Intervenu au cours des opérations de liquidation et de partage de leurs successions, un arrêt irrévocable du 26 Février 1997 a « dit qu’il sera dû à l’indivision par la fille une indemnité pour l’occupation de l’appartement (...) sur la base de 1 200 francs (182,94 euros) à réévaluer chaque année en fonction de l’indice INSEE de la construction, à compter du mois de Juillet 1979 jusqu’à la date du partage définitif  » et a renvoyé les parties devant le notaire liquidateur.

Le 18 décembre 2008, le Tribunal a été saisi au vu du procès-verbal de difficultés dressé par le notaire.

La fille soutient en premier lieu qu’au regard du dispositif de l’arrêt du 26 février 1997, elle n’a fait l’objet d’aucune condamnation de ce chef et qu’ainsi le notaire ne pouvait la considérer comme débitrice en indemnités d’occupation et intérêts moratoires à la somme de 136.943, 22 € (comptes arrêtés au 31 décembre 2006).

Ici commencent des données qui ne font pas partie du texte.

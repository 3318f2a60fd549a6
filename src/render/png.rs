//! Raster output using tiny-skia

use std::io::Write;

use tiny_skia::{Color as SkColor, LineCap, Paint, PathBuilder, Pixmap, Stroke, Transform};

use super::{arc_polyline, Canvas, Point};
use crate::color::Rgb;
use crate::errors::{Error, Result};

/// Maximum angle (degrees) between polyline points when flattening arcs
const ARC_STEP: f64 = 2.;

const STROKE_WIDTH: f32 = 1.;

pub struct PngCanvas {
    pixmap: Pixmap,
}

impl PngCanvas {
    pub fn new(width: u32, height: u32, background: Rgb) -> Result<Self> {
        let mut pixmap = Pixmap::new(width, height)
            .ok_or_else(|| Error::Render(format!("invalid canvas size {width}x{height}")))?;
        pixmap.fill(SkColor::from_rgba8(background.0, background.1, background.2, 255));
        Ok(Self { pixmap })
    }

    fn stroke(&mut self, path: Option<tiny_skia::Path>, color: Rgb) {
        let Some(path) = path else {
            return;
        };
        let mut paint = Paint::default();
        paint.set_color_rgba8(color.0, color.1, color.2, 255);
        paint.anti_alias = true;

        let stroke = Stroke {
            width: STROKE_WIDTH,
            line_cap: LineCap::Round,
            ..Stroke::default()
        };
        self.pixmap
            .stroke_path(&path, &paint, &stroke, Transform::identity(), None);
    }

    /// RGBA value at the given pixel, if in range.
    pub fn pixel(&self, x: u32, y: u32) -> Option<(u8, u8, u8, u8)> {
        let p = self.pixmap.pixel(x, y)?.demultiply();
        Some((p.red(), p.green(), p.blue(), p.alpha()))
    }
}

impl Canvas for PngCanvas {
    fn draw_line(&mut self, from: Point, to: Point, color: Rgb) {
        let mut pb = PathBuilder::new();
        pb.move_to(from.0 as f32, from.1 as f32);
        pb.line_to(to.0 as f32, to.1 as f32);
        self.stroke(pb.finish(), color);
    }

    fn draw_arc(
        &mut self,
        center: Point,
        radii: (f64, f64),
        rotation: f64,
        start_angle: f64,
        end_angle: f64,
        color: Rgb,
    ) {
        if start_angle == end_angle {
            return;
        }
        let points = arc_polyline(center, radii, rotation, (start_angle, end_angle), ARC_STEP);
        let Some((first, rest)) = points.split_first() else {
            return;
        };
        let mut pb = PathBuilder::new();
        pb.move_to(first.0 as f32, first.1 as f32);
        for p in rest {
            pb.line_to(p.0 as f32, p.1 as f32);
        }
        self.stroke(pb.finish(), color);
    }

    fn write_to(&self, writer: &mut dyn Write) -> Result<()> {
        let data = self
            .pixmap
            .encode_png()
            .map_err(|e| Error::Render(format!("PNG encoding failed: {e}")))?;
        writer.write_all(&data)?;
        Ok(())
    }
}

Mais les juges du fonds ont estimé que, par l’arrêt précité, la cour avait arrêté le principe et le quantum de l’indemnité d’occupation due par la fille à l’indivision remontant à plus de 5 ans.

En effet, en la matière il ne pouvait jamais être prononcé de « condamnation », les décisions rendues avant le partage ayant pour objet de fixer le droit de chacun des indivisaires dans la ou les successions dont s’agit, et de permettre ainsi au notaire commis de procéder aux opérations de comptes-liquidation-partage.

L’arrêt en date du 26 février 1997 a donc autorité de chose jugée sur les sommes dues par la fille au titre de l’indemnité d’occupation pour la période allant du mois de juillet 1979 jusqu’au jour dudit arrêt.

En revanche, pour la période postérieure à cette date, la prescription quinquennale s’applique, en raison de la nature de la créance, au recouvrement des arriérés échus plus de cinq ans avant la date de la nouvelle demande en paiement présentée par requête du 18 décembre 2008.

L’hoirie ne peut donc prétendre au paiement de l’arriéré de l’indemnité d’occupation pour la période qui a couru du 27 février 1997 jusqu’au 17 décembre 2003 inclus.

Reprochant à cette décision d’avoir rejeté sa demande tendant à voir prescrites les indemnités d’occupation dues pour toute la période antérieure aux cinq dernières années, la fille a formé un pourvoi en cassation aux termes duquel elle soutient qu’aucune recherche relative à l’indemnité due par un indivisaire pour la jouissance privative d’un bien indivis n’est recevable plus de cinq ans après la date à laquelle cette indemnité aurait pu être perçue.

L’autorité de la chose jugée s’attachant à une précédente décision ayant déclaré l’intéressé redevable, envers l’indivision, d’une indemnité d’occupation pendant toute la période comprise entre la naissance de l’indivision et la date du partage effectif, ne peut tenir en échec la prescription quinquennale acquise postérieurement à cette décision, dont l’effet extinctif est venu modifier la situation antérieurement reconnue en justice.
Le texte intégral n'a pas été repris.